INFORMATION SUPPLIED —
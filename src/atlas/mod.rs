//! UV atlas generation.
//!
//! Declared meshes are split into charts (connected regions of similar
//! orientation that never cross a material seam), each chart is
//! projected flat, and the charts are packed into one atlas in pixel
//! space.
//!
//! ```ignore
//! let mut atlas = Atlas::new();
//! atlas.add_mesh(&MeshDecl::new(&positions, &indices))?;
//! atlas.generate(&ChartOptions::default(), &PackOptions::default())?;
//! let mesh = &atlas.meshes()[0];
//! ```
//!
//! Output UVs are in pixels; divide by [`Atlas::width`] and
//! [`Atlas::height`] for normalized coordinates.

mod charts;
mod pack;

use glam::{Vec2, Vec3};
use thiserror::Error;
use tracing::debug;

use charts::Chart;

pub use pack::MAX_ATLAS_SIZE;

/// Mesh declaration rejected by [`Atlas::add_mesh`].
///
/// Messages start with the error code name.
#[derive(Error, Debug, Clone, PartialEq)]
pub enum AddMeshError {
    /// An index is not smaller than the vertex count.
    #[error("IndexOutOfRange: index {index} >= vertex count {vertex_count}")]
    IndexOutOfRange { index: u32, vertex_count: usize },

    /// The index count is not a multiple of three.
    #[error("InvalidIndexCount: {count} indices do not form whole triangles")]
    InvalidIndexCount { count: usize },

    /// A per-vertex attribute array has the wrong length.
    #[error("InvalidVertexAttributeCount: {attribute} has {count} entries, expected {vertex_count}")]
    InvalidVertexAttributeCount {
        attribute: &'static str,
        count: usize,
        vertex_count: usize,
    },

    /// The face material array has the wrong length.
    #[error("InvalidFaceMaterialCount: {count} face materials for {face_count} faces")]
    InvalidFaceMaterialCount { count: usize, face_count: usize },
}

/// Triangle mesh declaration.
#[derive(Clone, Copy, Debug)]
pub struct MeshDecl<'a> {
    pub positions: &'a [Vec3],
    /// Per-vertex normals, or empty.
    pub normals: &'a [Vec3],
    /// Three indices per triangle.
    pub indices: &'a [u32],
    /// One material per triangle, or empty. Charts never cross materials.
    pub face_materials: &'a [u32],
}

impl<'a> MeshDecl<'a> {
    pub fn new(positions: &'a [Vec3], indices: &'a [u32]) -> Self {
        Self {
            positions,
            normals: &[],
            indices,
            face_materials: &[],
        }
    }

    pub fn with_normals(mut self, normals: &'a [Vec3]) -> Self {
        self.normals = normals;
        self
    }

    pub fn with_face_materials(mut self, face_materials: &'a [u32]) -> Self {
        self.face_materials = face_materials;
        self
    }

    fn validate(&self) -> Result<(), AddMeshError> {
        let vertex_count = self.positions.len();
        if self.indices.len() % 3 != 0 {
            return Err(AddMeshError::InvalidIndexCount {
                count: self.indices.len(),
            });
        }
        if let Some(&index) = self.indices.iter().find(|&&i| i as usize >= vertex_count) {
            return Err(AddMeshError::IndexOutOfRange { index, vertex_count });
        }
        if !self.normals.is_empty() && self.normals.len() != vertex_count {
            return Err(AddMeshError::InvalidVertexAttributeCount {
                attribute: "normals",
                count: self.normals.len(),
                vertex_count,
            });
        }
        let face_count = self.indices.len() / 3;
        if !self.face_materials.is_empty() && self.face_materials.len() != face_count {
            return Err(AddMeshError::InvalidFaceMaterialCount {
                count: self.face_materials.len(),
                face_count,
            });
        }
        Ok(())
    }
}

/// Chart generation options.
#[derive(Clone, Debug, PartialEq)]
pub struct ChartOptions {
    /// Largest angle in degrees between a face and its chart's seed face.
    pub max_normal_deviation: f32,
    /// Mirror charts whose projection came out clockwise.
    pub fix_winding: bool,
}

impl Default for ChartOptions {
    fn default() -> Self {
        Self {
            max_normal_deviation: 60.0,
            fix_winding: true,
        }
    }
}

/// Chart packing options.
#[derive(Clone, Debug, PartialEq)]
pub struct PackOptions {
    /// Target atlas width in pixels; 0 picks one from the chart area.
    pub resolution: u32,
    /// Empty pixels around every chart.
    pub padding: u32,
    /// Pixels per world unit; 0 derives it from the resolution.
    pub texels_per_unit: f32,
}

impl Default for PackOptions {
    fn default() -> Self {
        Self {
            resolution: 0,
            padding: 1,
            texels_per_unit: 0.0,
        }
    }
}

/// Output vertex.
#[derive(Clone, Copy, Debug, PartialEq)]
pub struct AtlasVertex {
    /// Position in the atlas, in pixels.
    pub uv: Vec2,
    /// Input vertex this vertex was created from.
    pub xref: u32,
    pub chart_index: u32,
}

/// Output mesh, one per declared mesh.
///
/// Triangles keep the order of the declared triangles.
#[derive(Clone, Debug, Default, PartialEq)]
pub struct AtlasMesh {
    pub vertices: Vec<AtlasVertex>,
    pub indices: Vec<u32>,
}

struct InputMesh {
    positions: Vec<Vec3>,
    normals: Vec<Vec3>,
    indices: Vec<u32>,
    face_materials: Vec<u32>,
}

impl InputMesh {
    fn face_count(&self) -> usize {
        self.indices.len() / 3
    }

    fn face_material(&self, face: usize) -> u32 {
        self.face_materials.get(face).copied().unwrap_or(0)
    }
}

/// Atlas generator.
#[derive(Default)]
pub struct Atlas {
    meshes: Vec<InputMesh>,
    charts: Vec<Chart>,
    charts_computed: bool,
    output: Vec<AtlasMesh>,
    width: u32,
    height: u32,
    texels_per_unit: f32,
}

impl Atlas {
    pub fn new() -> Self {
        Self::default()
    }

    /// Declare a mesh. Invalidates charts computed so far.
    pub fn add_mesh(&mut self, decl: &MeshDecl<'_>) -> Result<(), AddMeshError> {
        decl.validate()?;
        self.meshes.push(InputMesh {
            positions: decl.positions.to_vec(),
            normals: decl.normals.to_vec(),
            indices: decl.indices.to_vec(),
            face_materials: decl.face_materials.to_vec(),
        });
        self.charts.clear();
        self.charts_computed = false;
        self.output.clear();
        Ok(())
    }

    /// Split every declared mesh into flat-projected charts.
    pub fn compute_charts(&mut self, options: &ChartOptions) {
        self.charts = self
            .meshes
            .iter()
            .enumerate()
            .flat_map(|(index, mesh)| charts::build_charts(mesh, index, options))
            .collect();
        self.charts_computed = true;
        self.output.clear();
        debug!(charts = self.charts.len(), "charts computed");
    }

    /// Pack charts into the atlas and build the output meshes.
    ///
    /// Computes charts with default options if that has not happened yet.
    /// Fails if the packed atlas would exceed [`MAX_ATLAS_SIZE`] pixels
    /// on a side.
    pub fn pack_charts(&mut self, options: &PackOptions) -> crate::Result<()> {
        if !self.charts_computed {
            self.compute_charts(&ChartOptions::default());
        }
        let layout = pack::pack(&self.charts, options)?;
        self.width = layout.width;
        self.height = layout.height;
        self.texels_per_unit = layout.texels_per_unit;
        self.output = self.build_output(&layout);
        debug!(
            width = self.width,
            height = self.height,
            texels_per_unit = self.texels_per_unit,
            "charts packed"
        );
        Ok(())
    }

    /// Compute charts and pack them.
    pub fn generate(&mut self, chart_options: &ChartOptions, pack_options: &PackOptions) -> crate::Result<()> {
        self.compute_charts(chart_options);
        self.pack_charts(pack_options)
    }

    pub fn width(&self) -> u32 {
        self.width
    }

    pub fn height(&self) -> u32 {
        self.height
    }

    pub fn chart_count(&self) -> usize {
        self.charts.len()
    }

    pub fn texels_per_unit(&self) -> f32 {
        self.texels_per_unit
    }

    /// Output meshes, in declaration order. Empty until packed.
    pub fn meshes(&self) -> &[AtlasMesh] {
        &self.output
    }

    fn build_output(&self, layout: &pack::Layout) -> Vec<AtlasMesh> {
        let mut output: Vec<AtlasMesh> = self.meshes.iter().map(|_| AtlasMesh::default()).collect();
        // (chart, position of the face within the chart) per face
        let mut face_slots: Vec<Vec<(u32, u32)>> = self
            .meshes
            .iter()
            .map(|m| vec![(0, 0); m.face_count()])
            .collect();
        for (chart_index, chart) in self.charts.iter().enumerate() {
            for (slot, &face) in chart.faces.iter().enumerate() {
                face_slots[chart.mesh][face as usize] = (chart_index as u32, slot as u32);
            }
        }

        let mut atlas_ids: Vec<Vec<Option<u32>>> =
            self.charts.iter().map(|c| vec![None; c.vertices.len()]).collect();
        for (mesh_index, out) in output.iter_mut().enumerate() {
            for &(chart_index, slot) in &face_slots[mesh_index] {
                let chart = &self.charts[chart_index as usize];
                let offset = layout.offsets[chart_index as usize];
                for corner in 0..3 {
                    let local = chart.local_indices[slot as usize * 3 + corner] as usize;
                    let id = match atlas_ids[chart_index as usize][local] {
                        Some(id) => id,
                        None => {
                            let id = out.vertices.len() as u32;
                            out.vertices.push(AtlasVertex {
                                uv: offset + chart.uvs[local] * layout.texels_per_unit,
                                xref: chart.vertices[local],
                                chart_index,
                            });
                            atlas_ids[chart_index as usize][local] = Some(id);
                            id
                        }
                    };
                    out.indices.push(id);
                }
            }
        }
        output
    }
}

WORK INSTRUCTIONS — What is the number of lines in the listing that include the word "bool"? Give that number and nothing else.

FINISHED TASK — 2